▸ Action item:
For the data below, give again exactly the lines from the one containing "impl BaseTool for MeditationContentTool" through the one containing "and toes, and", both ends included, and no others.

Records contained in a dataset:

//! Custom tools for meditation session generation.

use std::collections::HashMap;

use parking_lot::Mutex;
use serde_json::{json, Value};

use super::base_tool::{number_arg, string_arg, BaseTool, ToolError};
use crate::models::{ActionType, SegmentType};
use crate::timing::breathing::{describe_pattern, fit_cycles, named_pattern, NATURAL_PATTERN};
use crate::validation::validate_session;

// ---------------------------------------------------------------------------
// MeditationTimingTool
// ---------------------------------------------------------------------------

/// Calculates segment start/end times from a list of names and durations.
#[derive(Debug, Default)]
pub struct MeditationTimingTool;

impl BaseTool for MeditationTimingTool {
    fn name(&self) -> &str {
        "Meditation Timing Calculator"
    }

    fn description(&self) -> &str {
        "Calculates precise timing for meditation segments, breathing patterns, and transitions"
    }

    fn args_schema(&self) -> Value {
        json!({
            "total_duration": {"type": "number", "description": "Total duration in minutes"},
            "segments": {"type": "array", "description": "Segment names and relative durations"},
        })
    }

    fn run(&self, args: &HashMap<String, Value>) -> Result<Value, ToolError> {
        const TOOL: &str = "meditation_timing";
        let total_minutes = number_arg(TOOL, args, "total_duration")?;
        let segments = args
            .get("segments")
            .and_then(Value::as_array)
            .ok_or(ToolError::MissingArgument {
                tool: TOOL,
                argument: "segments",
            })?;

        let mut plan = Vec::with_capacity(segments.len());
        let mut current = 0.0_f64;
        for (index, segment) in segments.iter().enumerate() {
            let duration = segment
                .get("duration")
                .and_then(Value::as_f64)
                .unwrap_or(60.0);
            let name = segment
                .get("name")
                .and_then(Value::as_str)
                .map(str::to_string)
                .unwrap_or_else(|| format!("Segment {}", index + 1));
            plan.push(json!({
                "name": name,
                "start_time": current,
                "end_time": current + duration,
                "duration": duration,
            }));
            current += duration;
        }

        Ok(json!({
            "total_duration": total_minutes * 60.0,
            "segments": plan,
        }))
    }
}

// ---------------------------------------------------------------------------
// BreathingPatternTool
// ---------------------------------------------------------------------------

/// Generates breathing patterns for different meditation techniques.
#[derive(Debug, Default)]
pub struct BreathingPatternTool;

impl BaseTool for BreathingPatternTool {
    fn name(&self) -> &str {
        "Breathing Pattern Generator"
    }

    fn description(&self) -> &str {
        "Generates breathing patterns for different meditation techniques"
    }

    fn args_schema(&self) -> Value {
        json!({
            "pattern_type": {"type": "string", "description": "4-7-8, box, natural or calm"},
            "duration": {"type": "number", "description": "Window in seconds to fill with cycles"},
        })
    }

    fn run(&self, args: &HashMap<String, Value>) -> Result<Value, ToolError> {
        const TOOL: &str = "breathing_pattern";
        let pattern_type = string_arg(TOOL, args, "pattern_type")?;
        let window = number_arg(TOOL, args, "duration")?;

        let pattern = named_pattern(pattern_type).unwrap_or(NATURAL_PATTERN);
        let cycles = fit_cycles(&pattern, window);

        Ok(json!({
            "pattern": {
                "inhale": pattern.inhale_seconds,
                "hold": pattern.hold_seconds,
                "exhale": pattern.exhale_seconds,
                "rest": pattern.rest_seconds,
            },
            "cycles": cycles,
            "total_duration": pattern.cycle_seconds() * f64::from(cycles),
            "instructions": describe_pattern(&pattern, cycles),
        }))
    }
}

// ---------------------------------------------------------------------------
// MeditationContentTool
// ---------------------------------------------------------------------------

/// Provides difficulty-keyed script templates for the content stage.
#[derive(Debug, Default)]
pub struct MeditationContentTool;

fn template(segment: SegmentType, difficulty: &str) -> &'static str {
    match (segment, difficulty) {
        (SegmentType::Opening, "intermediate") => {
            "Welcome. Take a moment to arrive fully in this space, releasing the outside world."
        }
        (SegmentType::Opening, "advanced") => {
            "Welcome to this practice. Begin by establishing your intention for this session."
        }
        (SegmentType::Opening, _) => {
            "Welcome to this peaceful meditation. Find a comfortable position and allow yourself to settle."
        }
        (SegmentType::Guidance, "intermediate") => {
            "Bring awareness to the present moment, observing without judgment."
        }
        (SegmentType::Guidance, "advanced") => {
            "Cultivate deep awareness of each sensation as it arises and passes."
        }
        (SegmentType::Guidance, _) => "Notice your breath flowing in and out naturally.",
        (SegmentType::Closing, "intermediate") => {
            "Begin to transition back, carrying this sense of calm with you."
        }
        (SegmentType::Closing, "advanced") => {
            "Integrate this awareness as you return to your daily activities."
        }
        (SegmentType::Closing, _) => {
            "Slowly bring your awareness back. Wiggle your fingers and toes. Open your eyes when ready."
        }
        _ => "Take a moment to be present.",
    }
}

impl BaseTool for MeditationContentTool {
    fn name(&self) -> &str {
        "Meditation Content Generator"
    }

    fn description(&self) -> &str {
        "Generates meditation content templates and voice scripts"
    }

    fn args_schema(&self) -> Value {
        json!({
            "theme": {"type": "string"},
            "difficulty": {"type": "string", "description": "beginner, intermediate or advanced"},
        })
    }

    fn run(&self, args: &HashMap<String, Value>) -> Result<Value, ToolError> {
        const TOOL: &str = "meditation_content";
        let theme = string_arg(TOOL, args, "theme")?;
        let difficulty = string_arg(TOOL, args, "difficulty")?;

        Ok(json!({
            "opening": template(SegmentType::Opening, difficulty),
            "guidance": template(SegmentType::Guidance, difficulty),
            "closing": template(SegmentType::Closing, difficulty),
            "theme": theme,
        }))
    }
}

// ---------------------------------------------------------------------------
// ActionParameterGeneratorTool
// ---------------------------------------------------------------------------

/// Generates default parameters for an action in a given segment context.
///
/// Results are cached per `(action, segment_type)` pair; the same combination
/// always yields the same parameters within a process.
#[derive(Debug, Default)]
pub struct ActionParameterGeneratorTool {
    cache: Mutex<HashMap<(String, String), Value>>,
}

fn default_voice_text(segment: SegmentType) -> &'static str {
    match segment {
        SegmentType::Opening => "Welcome to this meditation. Find a comfortable position and allow yourself to settle.",
        SegmentType::Breathwork => "Bring your attention to your breath and notice its natural rhythm.",
        SegmentType::Closing => "Gently wiggle your fingers and toes, and when you're ready, open your eyes.",
        _ => "Allow your awareness to rest gently in the present moment.",
    }
}

fn default_breath_cue(segment: SegmentType, phase: &str) -> &'static str {
    match (segment, phase) {
        (SegmentType::Breathwork, "inhale") => "Inhale deeply through your nose",
        (SegmentType::Breathwork, _) => "Exhale completely through your mouth",
        (_, "inhale") => "Breathe in deeply",
        (_, _) => "Release and let go",
    }
}

impl ActionParameterGeneratorTool {
    pub fn new() -> Self {
        Self::default()
    }

    fn generate(&self, action: ActionType, segment: SegmentType) -> Value {
        match action {
            ActionType::Speak => json!({"text": default_voice_text(segment)}),
            ActionType::Pause => json!({"reason": "Allow for reflection"}),
            ActionType::InhaleCue => json!({
                "phase": "inhale",
                "text": default_breath_cue(segment, "inhale"),
            }),
            ActionType::ExhaleCue => json!({
                "phase": "exhale",
                "text": default_breath_cue(segment, "exhale"),
            }),
            ActionType::BreathingCycle => json!({
                "inhale_seconds": NATURAL_PATTERN.inhale_seconds,
                "hold_seconds": NATURAL_PATTERN.hold_seconds,
                "exhale_seconds": NATURAL_PATTERN.exhale_seconds,
                "rest_seconds": NATURAL_PATTERN.rest_seconds,
                "repetitions": 3,
                "inhale_cue": default_breath_cue(segment, "inhale"),
                "exhale_cue": default_breath_cue(segment, "exhale"),
            }),
            ActionType::Silence => json!({"type": "reflection"}),
            ActionType::TransitionCue => json!({"text": "Transitioning"}),
            ActionType::SegmentTimer => json!({"duration_seconds": 60.0}),
            ActionType::Play | ActionType::FadeIn | ActionType::FadeOut
            | ActionType::VolumeChange => json!({
                "track_id": "ambient_peace",
                "volume": 0.3,
            }),
        }
    }
}

impl BaseTool for ActionParameterGeneratorTool {
    fn name(&self) -> &str {
        "Action Parameter Generator"
    }

    fn description(&self) -> &str {
        "Generates appropriate parameters for different action types in a meditation session"
    }

    fn args_schema(&self) -> Value {
        json!({
            "action_type": {"type": "string"},
            "segment_type": {"type": "string"},
        })
    }

    fn run(&self, args: &HashMap<String, Value>) -> Result<Value, ToolError> {
        const TOOL: &str = "action_parameter_generator";
        let action_name = string_arg(TOOL, args, "action_type")?;
        let segment_name = string_arg(TOOL, args, "segment_type")?;

        let cache_key = (action_name.to_string(), segment_name.to_string());
        if let Some(cached) = self.cache.lock().get(&cache_key) {
            return Ok(cached.clone());
        }

        let action: ActionType = serde_json::from_value(Value::String(action_name.to_string()))
            .map_err(|_| ToolError::InvalidArgument {
                tool: TOOL,
                argument: "action_type",
                message: format!("'{action_name}' is not a recognized action"),
            })?;
        let segment: SegmentType =
            serde_json::from_value(Value::String(segment_name.to_string())).map_err(|_| {
                ToolError::InvalidArgument {
                    tool: TOOL,
                    argument: "segment_type",
                    message: format!("'{segment_name}' is not a recognized segment type"),
                }
            })?;

        let parameters = self.generate(action, segment);
        self.cache.lock().insert(cache_key, parameters.clone());
        Ok(parameters)
    }
}

// ---------------------------------------------------------------------------
// JsonValidationTool
// ---------------------------------------------------------------------------

/// Validates a meditation session JSON document against the session schema
/// and the fixed action vocabulary.
#[derive(Debug, Default)]
pub struct JsonValidationTool;

impl BaseTool for JsonValidationTool {
    fn name(&self) -> &str {
        "JSON Schema Validator"
    }

    fn description(&self) -> &str {
        "Validates meditation session JSON against the required schema"
    }

    fn args_schema(&self) -> Value {
        json!({
            "meditation_json": {"type": "string", "description": "JSON document to validate"},
        })
    }

    fn run(&self, args: &HashMap<String, Value>) -> Result<Value, ToolError> {
        const TOOL: &str = "json_validation";
        let raw = string_arg(TOOL, args, "meditation_json")?;

        let document = match serde_json::from_str(raw) {
            Ok(document) => document,
            Err(e) => {
                return Ok(json!({"valid": false, "errors": [format!("Invalid JSON: {e}")]}))
            }
        };

        match validate_session(&document) {
            Ok(()) => Ok(json!({"valid": true, "errors": []})),
            Err(e) => Ok(json!({"valid": false, "errors": [e.to_string()]})),
        }
    }
}

#[cfg(test)]
mod tests {
    use super::*;

    fn args(value: Value) -> HashMap<String, Value> {
        value.as_object().unwrap().clone().into_iter().collect()
    }

    #[test]
    fn test_timing_tool_accumulates_segments() {
        let tool = MeditationTimingTool;
        let result = tool
            .run(&args(json!({
                "total_duration": 2,
                "segments": [
                    {"name": "Opening", "duration": 30},
                    {"name": "Closing", "duration": 90},
                ],
            })))
            .unwrap();
        assert_eq!(result["total_duration"], 120.0);
        assert_eq!(result["segments"][1]["start_time"], 30.0);
        assert_eq!(result["segments"][1]["end_time"], 120.0);
    }

    #[test]
    fn test_breathing_tool_fits_cycles() {
        let tool = BreathingPatternTool;
        let result = tool
            .run(&args(json!({"pattern_type": "box", "duration": 64})))
            .unwrap();
        assert_eq!(result["cycles"], 4);
        assert_eq!(result["total_duration"], 64.0);
    }

    #[test]
    fn test_breathing_tool_unknown_pattern_falls_back() {
        let tool = BreathingPatternTool;
        let result = tool
            .run(&args(json!({"pattern_type": "ujjayi", "duration": 24})))
            .unwrap();
        assert_eq!(result["pattern"]["inhale"], 4.0);
        assert_eq!(result["cycles"], 2);
    }

    #[test]
    fn test_content_tool_keys_on_difficulty() {
        let tool = MeditationContentTool;
        let advanced = tool
            .run(&args(json!({"theme": "clarity", "difficulty": "advanced"})))
            .unwrap();
        assert!(advanced["opening"]
            .as_str()
            .unwrap()
            .contains("intention"));
        assert_eq!(advanced["theme"], "clarity");
    }

    #[test]
    fn test_param_generator_caches() {
        let tool = ActionParameterGeneratorTool::new();
        let first = tool
            .run(&args(json!({"action_type": "speak", "segment_type": "opening"})))
            .unwrap();
        let second = tool
            .run(&args(json!({"action_type": "speak", "segment_type": "opening"})))
            .unwrap();
        assert_eq!(first, second);
        assert!(first["text"].as_str().unwrap().contains("Welcome"));
    }

    #[test]
    fn test_param_generator_rejects_unknown_action() {
        let tool = ActionParameterGeneratorTool::new();
        let err = tool
            .run(&args(json!({"action_type": "hum", "segment_type": "opening"})))
            .unwrap_err();
        assert!(matches!(err, ToolError::InvalidArgument { .. }));
    }

    #[test]
    fn test_json_validation_tool_reports_errors() {
        let tool = JsonValidationTool;
        let result = tool
            .run(&args(json!({"meditation_json": "not json"})))
            .unwrap();
        assert_eq!(result["valid"], false);
    }
}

▸ Result of this task:
impl BaseTool for MeditationContentTool {
    fn name(&self) -> &str {
        "Meditation Content Generator"
    }

    fn description(&self) -> &str {
        "Generates meditation content templates and voice scripts"
    }

    fn args_schema(&self) -> Value {
        json!({
            "theme": {"type": "string"},
            "difficulty": {"type": "string", "description": "beginner, intermediate or advanced"},
        })
    }

    fn run(&self, args: &HashMap<String, Value>) -> Result<Value, ToolError> {
        const TOOL: &str = "meditation_content";
        let theme = string_arg(TOOL, args, "theme")?;
        let difficulty = string_arg(TOOL, args, "difficulty")?;

        Ok(json!({
            "opening": template(SegmentType::Opening, difficulty),
            "guidance": template(SegmentType::Guidance, difficulty),
            "closing": template(SegmentType::Closing, difficulty),
            "theme": theme,
        }))
    }
}

// ---------------------------------------------------------------------------
// ActionParameterGeneratorTool
// ---------------------------------------------------------------------------

/// Generates default parameters for an action in a given segment context.
///
/// Results are cached per `(action, segment_type)` pair; the same combination
/// always yields the same parameters within a process.
#[derive(Debug, Default)]
pub struct ActionParameterGeneratorTool {
    cache: Mutex<HashMap<(String, String), Value>>,
}

fn default_voice_text(segment: SegmentType) -> &'static str {
    match segment {
        SegmentType::Opening => "Welcome to this meditation. Find a comfortable position and allow yourself to settle.",
        SegmentType::Breathwork => "Bring your attention to your breath and notice its natural rhythm.",
        SegmentType::Closing => "Gently wiggle your fingers and toes, and when you're ready, open your eyes.",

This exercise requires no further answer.